> [DATA SHOWN]
_ _ _ _ _ _ _
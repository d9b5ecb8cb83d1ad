//! # Undo/Redo Stack
//!
//! Tracks transaction history and enables undo/redo operations.
//!
//! ## Design
//!
//! - Applying a step yields its inverse, recorded alongside the step
//! - Undo applies the inverses and moves the batch to the redo stack
//! - Redo reapplies the original steps
//! - New transactions clear the redo stack
//! - Every transaction is one batch; `begin_batch`/`end_batch` group several
//!   transactions into a single undo step
//!
//! ## Example
//!
//! ```rust,ignore
//! let mut stack = UndoStack::new();
//! let tr = Transaction::replace_selection_with(&state, schema, nodes)?;
//!
//! stack.apply(&tr, &mut state, schema)?;
//! stack.undo(&mut state, schema)?;
//! stack.redo(&mut state, schema)?;
//! ```

use crate::state::{EditorState, Selection};
use crate::transaction::{Step, Transaction, TransactionError};
use tabula_schema::Schema;

/// A group of steps that are undone/redone together
#[derive(Debug, Clone)]
pub struct StepBatch {
    /// The steps in this batch (in application order)
    pub steps: Vec<Step>,

    /// The inverse steps (in reverse order for undo)
    pub inverses: Vec<Step>,

    /// Selection before the first step
    pub selection_before: Selection,

    /// Selection after the last step
    pub selection_after: Selection,

    pub description: Option<String>,
}

impl StepBatch {
    fn new(selection: Selection) -> Self {
        Self {
            steps: Vec::new(),
            inverses: Vec::new(),
            selection_before: selection.clone(),
            selection_after: selection,
            description: None,
        }
    }
}

/// Undo/redo stack for document editing
#[derive(Debug)]
pub struct UndoStack {
    /// Stack of applied batches (most recent last)
    undo_stack: Vec<StepBatch>,

    /// Stack of undone batches (most recent last)
    redo_stack: Vec<StepBatch>,

    /// Maximum number of undo levels (0 = unlimited)
    max_levels: usize,

    /// Currently building a batch
    current_batch: Option<StepBatch>,
}

impl UndoStack {
    /// Create a new undo stack with default max levels (100)
    pub fn new() -> Self {
        Self::with_max_levels(100)
    }

    /// Create an undo stack with custom max levels
    pub fn with_max_levels(max_levels: usize) -> Self {
        Self {
            undo_stack: Vec::new(),
            redo_stack: Vec::new(),
            max_levels,
            current_batch: None,
        }
    }

    /// Apply a transaction to the state and record it for undo.
    ///
    /// Steps are applied to a copy of the document, so a failing step leaves
    /// the state untouched.
    pub fn apply(
        &mut self,
        tr: &Transaction,
        state: &mut EditorState,
        schema: &Schema,
    ) -> Result<(), TransactionError> {
        let mut doc = state.doc.clone();
        let mut inverses = Vec::with_capacity(tr.steps.len());
        for step in &tr.steps {
            inverses.insert(0, step.apply(&mut doc, schema)?);
        }

        let selection_before = state.selection.clone();
        state.doc = doc;
        if let Some(selection) = &tr.selection {
            state.selection = selection.clone();
        }

        if tr.steps.is_empty() {
            return Ok(());
        }

        match &mut self.current_batch {
            Some(batch) => {
                batch.steps.extend(tr.steps.iter().cloned());
                // Inverses go in reverse order
                for inverse in inverses.into_iter().rev() {
                    batch.inverses.insert(0, inverse);
                }
                batch.selection_after = state.selection.clone();
            }
            None => {
                let mut batch = StepBatch::new(selection_before);
                batch.steps = tr.steps.clone();
                batch.inverses = inverses;
                batch.selection_after = state.selection.clone();
                batch.description = tr.description.clone();
                self.push_batch(batch);
            }
        }

        Ok(())
    }

    /// Start a batch of transactions (will be undone/redone together)
    pub fn begin_batch(&mut self, selection: &Selection) {
        self.current_batch = Some(StepBatch::new(selection.clone()));
    }

    /// End the current batch and push to undo stack
    pub fn end_batch(&mut self) {
        if let Some(batch) = self.current_batch.take() {
            if !batch.steps.is_empty() {
                self.push_batch(batch);
            }
        }
    }

    /// Set description for current batch (if batching)
    pub fn set_batch_description(&mut self, description: impl Into<String>) {
        if let Some(batch) = &mut self.current_batch {
            batch.description = Some(description.into());
        }
    }

    fn push_batch(&mut self, batch: StepBatch) {
        self.undo_stack.push(batch);

        if self.max_levels > 0 && self.undo_stack.len() > self.max_levels {
            self.undo_stack.remove(0);
        }

        // New action invalidates the redo history
        self.redo_stack.clear();
    }

    /// Undo the most recent batch
    pub fn undo(&mut self, state: &mut EditorState, schema: &Schema) -> Result<bool, TransactionError> {
        let Some(batch) = self.undo_stack.pop() else {
            return Ok(false);
        };

        let mut doc = state.doc.clone();
        if let Err(err) = apply_all(&batch.inverses, &mut doc, schema) {
            self.undo_stack.push(batch);
            return Err(err);
        }
        state.doc = doc;
        state.selection = batch.selection_before.clone();

        self.redo_stack.push(batch);
        Ok(true)
    }

    /// Redo the most recently undone batch
    pub fn redo(&mut self, state: &mut EditorState, schema: &Schema) -> Result<bool, TransactionError> {
        let Some(batch) = self.redo_stack.pop() else {
            return Ok(false);
        };

        let mut doc = state.doc.clone();
        if let Err(err) = apply_all(&batch.steps, &mut doc, schema) {
            self.redo_stack.push(batch);
            return Err(err);
        }
        state.doc = doc;
        state.selection = batch.selection_after.clone();

        self.undo_stack.push(batch);
        Ok(true)
    }

    pub fn can_undo(&self) -> bool {
        !self.undo_stack.is_empty()
    }

    pub fn can_redo(&self) -> bool {
        !self.redo_stack.is_empty()
    }

    pub fn undo_levels(&self) -> usize {
        self.undo_stack.len()
    }

    pub fn redo_levels(&self) -> usize {
        self.redo_stack.len()
    }

    /// Clear all undo/redo history
    pub fn clear(&mut self) {
        self.undo_stack.clear();
        self.redo_stack.clear();
        self.current_batch = None;
    }

    /// Get description of the next undo operation
    pub fn undo_description(&self) -> Option<&str> {
        self.undo_stack
            .last()
            .and_then(|batch| batch.description.as_deref())
    }

    /// Get description of the next redo operation
    pub fn redo_description(&self) -> Option<&str> {
        self.redo_stack
            .last()
            .and_then(|batch| batch.description.as_deref())
    }
}

impl Default for UndoStack {
    fn default() -> Self {
        Self::new()
    }
}

fn apply_all(steps: &[Step], doc: &mut tabula_schema::Node, schema: &Schema) -> Result<(), TransactionError> {
    for step in steps {
        step.apply(doc, schema)?;
    }
    Ok(())
}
_ _ _ _ _ _ _
A line qualifies when it holds the word "EditorState"; report all qualifying lines from the records above.

use crate::state::{EditorState, Selection};
        state: &mut EditorState,
    pub fn undo(&mut self, state: &mut EditorState, schema: &Schema) -> Result<bool, TransactionError> {
    pub fn redo(&mut self, state: &mut EditorState, schema: &Schema) -> Result<bool, TransactionError> {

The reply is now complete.